- University: Saint Michael's College
- Conference: NEWHA
- Head coach: Meghan Sweezey 2nd season, 5–63–0
- Assistant coaches: Leon Lifshitz Olivia McLean Kyra Yu
- Captain(s): Elisabeth Gerebi
- Alternate captain(s): Annika Lavender Emersynn McGillis
- Arena: C. Douglas Cairns Recreation Arena Colchester, Vermont
- Colors: Purple and gold

Conference tournament champions
- None

Conference regular season champions
- None

= Saint Michael's Purple Knights women's ice hockey =

The Saint Michael's Purple Knights team is a National Collegiate Athletic Association (NCAA) Division I college ice hockey program that represents Saint Michael's College. The Purple Knights, members of New England Women's Hockey Alliance (a founding member since 2018) play at the C. Douglas Cairns Recreation Arena in Colchester, Vermont.

==History==
On June 17, 2024, former Saint Michael's player Meaghan Sweezey was named head coach. She replaced Chris Donovan, who had been a coach at Saint Michael's for 24 seasons. She won her first game as head coach on October 12, 2024 in a 1-0 win versus the Post Eagles. Freshman Julia Chedel recorded her first career goal for the game winning tally, while freshman goaltender Jordana DeMarinis made 34 saves for her first career win.

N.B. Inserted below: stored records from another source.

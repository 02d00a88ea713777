use anyhow::{Context, Result};
use menv::{Config, ConfigStore};

pub(crate) fn run_init(store: &ConfigStore) -> Result<()> {
    let use_err = menv::color_enabled_stderr();
    if store.exists() {
        menv::log_warn_stderr(
            use_err,
            &format!("Config file already exists at {}", store.path().display()),
        );
        return Ok(());
    }

    store
        .save(&Config::sample())
        .context("failed to create config")?;

    menv::print_success(&format!(
        "Config file created at {}",
        store.path().display()
    ));
    menv::log_info_stderr(use_err, "  Edit it to add your projects and environments.");
    Ok(())
}
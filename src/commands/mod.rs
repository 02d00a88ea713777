//! Subcommand handlers. Each one loads what it needs from the config store,
//! calls into the library and prints; errors bubble up to `main` for reporting.

mod env;
mod init;
mod project;
mod run;

use anyhow::Result;
use menv::ConfigStore;

use crate::cli::{Cli, Command, EnvCmd, ProjectCmd};

pub(crate) fn dispatch(cli: &Cli, store: &ConfigStore) -> Result<()> {
    match &cli.command {
        Command::Init => init::run_init(store),
        Command::Project { cmd } => match cmd {
            ProjectCmd::List => project::run_list(store),
            ProjectCmd::Add {
                name,
                path,
                command,
            } => project::run_add(store, name, path, command),
            ProjectCmd::Remove { name } => project::run_remove(store, name),
        },
        Command::Env { cmd } => match cmd {
            EnvCmd::List { project } => env::run_list(store, project),
            EnvCmd::Add {
                project,
                env,
                files,
                overrides,
            } => env::run_add(store, project, env, files, overrides),
            EnvCmd::Remove { project, env } => env::run_remove(store, project, env),
            EnvCmd::Get { args, export } => env::run_get(store, args, *export),
        },
        Command::Run {
            targets,
            dry_run,
            no_shell,
            command,
        } => run::run_command(
            store,
            &run::RunArgs {
                targets,
                command,
                dry_run: *dry_run,
                no_shell: *no_shell,
            },
        ),
    }
}
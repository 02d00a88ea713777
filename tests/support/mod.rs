/*!
Test support helpers shared across integration tests.

- write(dir, name, content): write a fixture file
- project_at(root) / env_of(files, overrides): build config values in memory
- run_menv(config, args): run the menv binary against an isolated config file

Binary runs clear MENV_* variables and force `--color never` so output is
stable regardless of the developer's shell.
*/

use std::collections::BTreeMap;
use std::path::Path;
use std::process::{Command, Output};

use menv::{Environment, Project};

#[allow(dead_code)]
pub fn write(dir: &Path, name: &str, content: &str) {
    std::fs::write(dir.join(name), content).expect("write fixture");
}

#[allow(dead_code)]
pub fn project_at(root: &Path) -> Project {
    Project {
        path: root.to_string_lossy().into_owned(),
        command: String::new(),
        envs: BTreeMap::new(),
    }
}

#[allow(dead_code)]
pub fn env_of(files: &[&str], overrides: &[(&str, &str)]) -> Environment {
    Environment {
        files: files.iter().map(|s| s.to_string()).collect(),
        overrides: overrides
            .iter()
            .map(|(k, v)| (k.to_string(), v.to_string()))
            .collect(),
    }
}

/// Command for the menv binary bound to `config`, with a clean MENV_* environment.
#[allow(dead_code)]
pub fn menv_cmd(config: &Path) -> Command {
    let mut cmd = Command::new(env!("CARGO_BIN_EXE_menv"));
    cmd.arg("--config")
        .arg(config)
        .arg("--color")
        .arg("never")
        .env_remove("MENV_CONFIG")
        .env_remove("MENV_LOG")
        .env_remove("MENV_COLOR");
    cmd
}

#[allow(dead_code)]
pub fn run_menv(config: &Path, args: &[&str]) -> Output {
    menv_cmd(config).args(args).output().expect("failed to run menv")
}

#[allow(dead_code)]
pub fn stdout(out: &Output) -> String {
    String::from_utf8_lossy(&out.stdout).into_owned()
}

#[allow(dead_code)]
pub fn stderr(out: &Output) -> String {
    String::from_utf8_lossy(&out.stderr).into_owned()
}

/// Assert success, showing both streams on failure.
#[allow(dead_code)]
pub fn assert_ok(out: &Output, what: &str) {
    assert!(
        out.status.success(),
        "{} exited non-zero: {:?}\nstdout:\n{}\nstderr:\n{}",
        what,
        out.status.code(),
        stdout(out),
        stderr(out)
    );
}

During the 2025-26 season, Saint Michael's logged only one win in 32 regular season games. The only win of the season occurred on October 11, 2025. Defeating the LIU Sharks in a 3-1 final, goaltender Annika Lavender made 52 saves. Maddie Quinn, Alicia McDonald and Brianna Jarvis contributed goals.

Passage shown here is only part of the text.